Desperately.
The silence stretched on, and she felt compelled to break it. “They set up a kind of a scam,” she told him. “Rose and Hank. Rose’s contacts in Germany—the ones she’d been sending all that false information to for years—were told that the FBI had cracked down on a number of Nazi spies, including Ingerose Rainer. When she later showed up in Germany with my grandfather, she told the Nazis that she’d escaped with his help. That he helped her make her way to South America. And from there, he took her with him to Germany.”
She paused, but he didn’t say anything. So she kept going, mostly to fill the silence. “They hid their marriage from the Nazis—no one would’ve believed it anyway because Hank was Austrian royalty. Someone in his position wouldn’t go and marry some nothing American girl, right? But they pretended they’d become intimate friends during their travels, and Hank set her up in Berlin as his assistant-slash-mistress.
“They lived in Berlin and provided information to the Allies until early 1945.”
Ken finally spoke. “Jesus God. That long?”
“Yeah. In ’45, there was a serious threat from friendly fire as both the Americans and Russians approached Berlin—along with the usual dire consequences from the Nazis if they were found out as spies. Hank took Rose to London—kicking and screaming, no doubt. She was pregnant with my father and uncle, although neither Rose nor Hank knew it at the time. The war wasn’t over, so my grandfather went back to Berlin. And that’s as far as I got in the book.”
“That’s pretty amazing,” he said. “And very cool that your grandmother wrote it all down. You must be proud. You know, knowing that this is where you come from. Having those kinds of people in your family.”
“Just because your grandmother’s a hero doesn’t mean you’re automatically one, too.”

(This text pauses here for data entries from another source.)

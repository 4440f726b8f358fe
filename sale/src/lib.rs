//! The EDAO governance token sale.
//!
//! A fixed-duration sale started by anyone. Buyers commit STX for an
//! allocation; nothing is minted until the sale ends. If the total
//! allocation reaches the configured minimum, buyers claim their tokens
//! (minted through the token as an extension); otherwise they take their STX
//! back.

pub mod error;
pub mod event;
pub mod sale;

pub use error::SaleError;
pub use event::SaleEvent;
pub use sale::{SalePhase, SaleSnapshot, TokenSale};
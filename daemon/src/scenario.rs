//! Scenario files: an ordered list of steps replayed against a chain.

use edao_node::{Block, Chain, ProposalContract, Tx};
use edao_types::BlockHeight;
use serde::Deserialize;

#[derive(Debug, Default, Deserialize)]
pub struct Scenario {
    /// Proposal contracts deployed before the first step.
    #[serde(default)]
    pub proposals: Vec<ProposalContract>,

    #[serde(default)]
    pub steps: Vec<Step>,
}

#[derive(Debug, Deserialize)]
#[serde(rename_all = "kebab-case")]
pub enum Step {
    /// Mine one block with these transactions.
    Block(Vec<Tx>),
    /// Mine this many empty blocks.
    Advance(u64),
    /// Mine empty blocks until the next block runs at this height.
    AdvanceTo(BlockHeight),
    /// Deploy a proposal contract.
    Deploy(ProposalContract),
}

impl Scenario {
    pub fn from_json(s: &str) -> anyhow::Result<Self> {
        Ok(serde_json::from_str(s)?)
    }

    /// Replay every step, handing each mined block to `on_block`.
    pub fn run(self, chain: &mut Chain, mut on_block: impl FnMut(&Block)) -> anyhow::Result<()> {
        for proposal in self.proposals {
            chain.deploy_proposal(proposal)?;
        }
        for step in self.steps {
            match step {
                Step::Block(txs) => on_block(&chain.mine_block(txs)),
                Step::Advance(n) => chain.mine_empty_block(n),
                Step::AdvanceTo(height) => chain.mine_empty_block_until(height),
                Step::Deploy(proposal) => {
                    chain.deploy_proposal(proposal)?;
                }
            }
        }
        Ok(())
    }
}
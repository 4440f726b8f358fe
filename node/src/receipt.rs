//! Results of mined transactions.

use edao_types::{BlockHeight, ErrorCode};
use serde::Serialize;

use crate::error::TxError;
use crate::event::ChainEvent;

/// What a successful call returned.
#[derive(Clone, Copy, Debug, PartialEq, Eq, Serialize)]
#[serde(rename_all = "lowercase")]
pub enum Value {
    Bool(bool),
    UInt(u128),
}

/// A rejected call: the refusing contract's code and a description.
#[derive(Clone, Debug, PartialEq, Eq, Serialize)]
pub struct TxFailure {
    pub code: u32,
    pub contract: &'static str,
    pub message: String,
}

impl From<&TxError> for TxFailure {
    fn from(err: &TxError) -> Self {
        Self {
            code: err.code(),
            contract: err.contract(),
            message: err.to_string(),
        }
    }
}

#[derive(Clone, Debug, PartialEq, Eq, Serialize)]
pub struct Receipt {
    pub result: Result<Value, TxFailure>,
    /// Events of an accepted call, in emission order per contract. Empty
    /// when the call failed.
    pub events: Vec<ChainEvent>,
}

impl Receipt {
    pub fn is_ok(&self) -> bool {
        self.result.is_ok()
    }

    pub fn ok_bool(&self) -> Option<bool> {
        match self.result {
            Ok(Value::Bool(b)) => Some(b),
            _ => None,
        }
    }

    pub fn ok_uint(&self) -> Option<u128> {
        match self.result {
            Ok(Value::UInt(n)) => Some(n),
            _ => None,
        }
    }

    pub fn err_code(&self) -> Option<u32> {
        self.result.as_ref().err().map(|f| f.code)
    }
}

/// A mined block.
#[derive(Clone, Debug, Serialize)]
pub struct Block {
    /// Height the transactions ran at.
    pub height: BlockHeight,
    pub receipts: Vec<Receipt>,
}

“You said last night that you thought she was probably a lot like you.” So he did remember at least some of what was said last night.
“Scared,” she told him. “She was scared, like me. That’s what I meant. Believe me, I wouldn’t have gone to Berlin in 1943 to spy on the Nazis.”

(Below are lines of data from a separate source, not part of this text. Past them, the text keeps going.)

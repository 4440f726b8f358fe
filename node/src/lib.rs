//! EDAO node: the DAO core and the chain simulator driving every engine.
//!
//! The node is the coordinator that:
//! - Holds the DAO core, its extensions and the executed-proposal record
//! - Runs proposal contracts with the DAO as caller
//! - Interprets transactions against the token, voting, submission,
//!   treasury and sale engines
//! - Mines blocks with per-transaction rollback and publishes events

pub mod chain;
pub mod config;
pub mod dao;
pub mod error;
pub mod event;
pub mod proposal;
pub mod receipt;
pub mod state;
pub mod tx;

pub use chain::Chain;
pub use config::{GenesisAllocation, GenesisConfig, NodeConfig};
pub use dao::{DaoCore, DaoError, DaoEvent, DaoSnapshot};
pub use error::{NodeError, TxError};
pub use event::{ChainEvent, EventBus};
pub use proposal::{Allocation, ProposalAction, ProposalContract};
pub use receipt::{Block, Receipt, TxFailure, Value};
pub use state::{Contracts, DaoState, StateSnapshot};
pub use tx::Tx;
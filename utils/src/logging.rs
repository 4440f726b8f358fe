//! Structured logging initialization via `tracing`.

use serde::{Deserialize, Serialize};
use std::fmt;
use std::str::FromStr;
use tracing_subscriber::EnvFilter;

/// Output format of the tracing subscriber.
#[derive(Clone, Copy, Debug, Default, PartialEq, Eq, Serialize, Deserialize)]
#[serde(rename_all = "lowercase")]
pub enum LogFormat {
    #[default]
    Human,
    Json,
}

impl fmt::Display for LogFormat {
    fn fmt(&self, f: &mut fmt::Formatter<'_>) -> fmt::Result {
        match self {
            LogFormat::Human => write!(f, "human"),
            LogFormat::Json => write!(f, "json"),
        }
    }
}

impl FromStr for LogFormat {
    type Err = LoggingError;

    fn from_str(s: &str) -> Result<Self, Self::Err> {
        match s.to_ascii_lowercase().as_str() {
            "human" | "text" => Ok(LogFormat::Human),
            "json" => Ok(LogFormat::Json),
            other => Err(LoggingError::UnknownFormat(other.to_string())),
        }
    }
}

#[derive(Debug, thiserror::Error)]
pub enum LoggingError {
    #[error("unknown log format: {0}")]
    UnknownFormat(String),

    #[error("failed to install tracing subscriber: {0}")]
    Install(String),
}

/// Initialize the tracing subscriber.
///
/// `RUST_LOG` wins when set; otherwise `level` is used as the filter.
/// Fails if a global subscriber is already installed.
pub fn init_tracing(level: &str, format: LogFormat) -> Result<(), LoggingError> {
    let filter = EnvFilter::try_from_default_env().unwrap_or_else(|_| EnvFilter::new(level));
    let builder = tracing_subscriber::fmt().with_env_filter(filter);
    let result = match format {
        LogFormat::Human => builder.try_init(),
        LogFormat::Json => builder.json().try_init(),
    };
    result.map_err(|e| LoggingError::Install(e.to_string()))?;
    tracing::debug!(level, %format, "tracing initialized");
    Ok(())
}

“But you’d go to Jakarta in 2002 to help your uncle.”
She made a disparaging noise. “Not quite the same thing.”
“Yeah, well, I know you don’t see it,” he told her, “but you really are like her. Your grandmother.”
Savannah snorted. “I thought I was so much like my mother. Wearing her clothes . . . ?”
“Oh, yeah. Right.” Ken actually laughed. He had absolutely no shame. “That’s true, too. But that’s easy to fix. You’ve just got to stop wearing those butt-ugly clothes.”
“And what, pray tell, would you have me wear?” she asked, far more comfortable discussing this than doing a point by point comparison of herself and Rose.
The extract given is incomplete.